KVM: arm64: Huge page support for pKVM guest memory reclaim
When a pKVM guest dies, all its memory must be returned to the host
which can then unpin it. In preparation to handling THP for guest
stage-2, extend that reclaiming interface to take order > 0 pages.
The host keeps track of donations via kvm_pinned_pages, however, in the
case of huge pages, the hypervisor is free of replacing a block mapping
with a page table and to unmap a portion of that newly introduced page
table.
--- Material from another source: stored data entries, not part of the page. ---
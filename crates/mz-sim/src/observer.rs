//! Simulation observer trait for rendering and history collection.

use mz_agent::AgentStore;
use mz_config::WorldConfig;
use mz_core::{AgentId, Tick};
use mz_maze::GridMaze;

use crate::TickReport;

/// Callbacks invoked by [`Sim::run`][crate::Sim::run] and
/// [`Sim::step`][crate::Sim::step].
///
/// All methods have default no-op implementations so implementors only need
/// to override what they care about.
///
/// # Example: console caption
///
/// ```rust,ignore
/// struct Caption;
///
/// impl SimObserver for Caption {
///     fn on_render(&mut self, tick: Tick, _maze: &GridMaze, agents: &AgentStore) {
///         println!("{}", status_line(tick, agents));
///     }
/// }
/// ```
pub trait SimObserver {
    /// Called once by `run` before its first tick, with the state at `tick`.
    fn on_sim_start(&mut self, _tick: Tick, _world: &WorldConfig, _maze: &GridMaze, _agents: &AgentStore) {}

    /// Called after the tick counter advances, before any agent deliberates.
    fn on_tick_start(&mut self, _tick: Tick) {}

    /// Redraw request, after every live agent has acted.
    fn on_render(&mut self, _tick: Tick, _maze: &GridMaze, _agents: &AgentStore) {}

    /// Post-action state of every stored agent, including agents that died
    /// this tick and are about to be removed.
    fn on_snapshot(&mut self, _tick: Tick, _agents: &AgentStore) {}

    /// One call per removed agent, in registration order.
    fn on_agent_removed(&mut self, _tick: Tick, _agent: AgentId) {}

    /// Called at the end of each tick.
    fn on_tick_end(&mut self, _report: &TickReport) {}

    /// Called once by `run` after the final tick.
    fn on_sim_end(&mut self, _final_tick: Tick) {}
}

/// A [`SimObserver`] that does nothing.
pub struct NoopObserver;

impl SimObserver for NoopObserver {}

/// Fan events out to two observers, `self.0` first.
impl<A: SimObserver, B: SimObserver> SimObserver for (A, B) {
    fn on_sim_start(&mut self, tick: Tick, world: &WorldConfig, maze: &GridMaze, agents: &AgentStore) {
        self.0.on_sim_start(tick, world, maze, agents);
        self.1.on_sim_start(tick, world, maze, agents);
    }

    fn on_tick_start(&mut self, tick: Tick) {
        self.0.on_tick_start(tick);
        self.1.on_tick_start(tick);
    }

    fn on_render(&mut self, tick: Tick, maze: &GridMaze, agents: &AgentStore) {
        self.0.on_render(tick, maze, agents);
        self.1.on_render(tick, maze, agents);
    }

    fn on_snapshot(&mut self, tick: Tick, agents: &AgentStore) {
        self.0.on_snapshot(tick, agents);
        self.1.on_snapshot(tick, agents);
    }

    fn on_agent_removed(&mut self, tick: Tick, agent: AgentId) {
        self.0.on_agent_removed(tick, agent);
        self.1.on_agent_removed(tick, agent);
    }

    fn on_tick_end(&mut self, report: &TickReport) {
        self.0.on_tick_end(report);
        self.1.on_tick_end(report);
    }

    fn on_sim_end(&mut self, final_tick: Tick) {
        self.0.on_sim_end(final_tick);
        self.1.on_sim_end(final_tick);
    }
}

/// Forward to the inner observer when there is one.
impl<O: SimObserver> SimObserver for Option<O> {
    fn on_sim_start(&mut self, tick: Tick, world: &WorldConfig, maze: &GridMaze, agents: &AgentStore) {
        if let Some(o) = self {
            o.on_sim_start(tick, world, maze, agents);
        }
    }

    fn on_tick_start(&mut self, tick: Tick) {
        if let Some(o) = self {
            o.on_tick_start(tick);
        }
    }

    fn on_render(&mut self, tick: Tick, maze: &GridMaze, agents: &AgentStore) {
        if let Some(o) = self {
            o.on_render(tick, maze, agents);
        }
    }

    fn on_snapshot(&mut self, tick: Tick, agents: &AgentStore) {
        if let Some(o) = self {
            o.on_snapshot(tick, agents);
        }
    }

    fn on_agent_removed(&mut self, tick: Tick, agent: AgentId) {
        if let Some(o) = self {
            o.on_agent_removed(tick, agent);
        }
    }

    fn on_tick_end(&mut self, report: &TickReport) {
        if let Some(o) = self {
            o.on_tick_end(report);
        }
    }

    fn on_sim_end(&mut self, final_tick: Tick) {
        if let Some(o) = self {
            o.on_sim_end(final_tick);
        }
    }
}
Those changes aren't reported to the host as it would be fiddly
to keep page tables and pinned_pages synchronized. The reclaim path must
then handle the case where one of the huge page can't be reclaimed
(-E2BIG) or a fragment of a broken down huge page is already unmapped.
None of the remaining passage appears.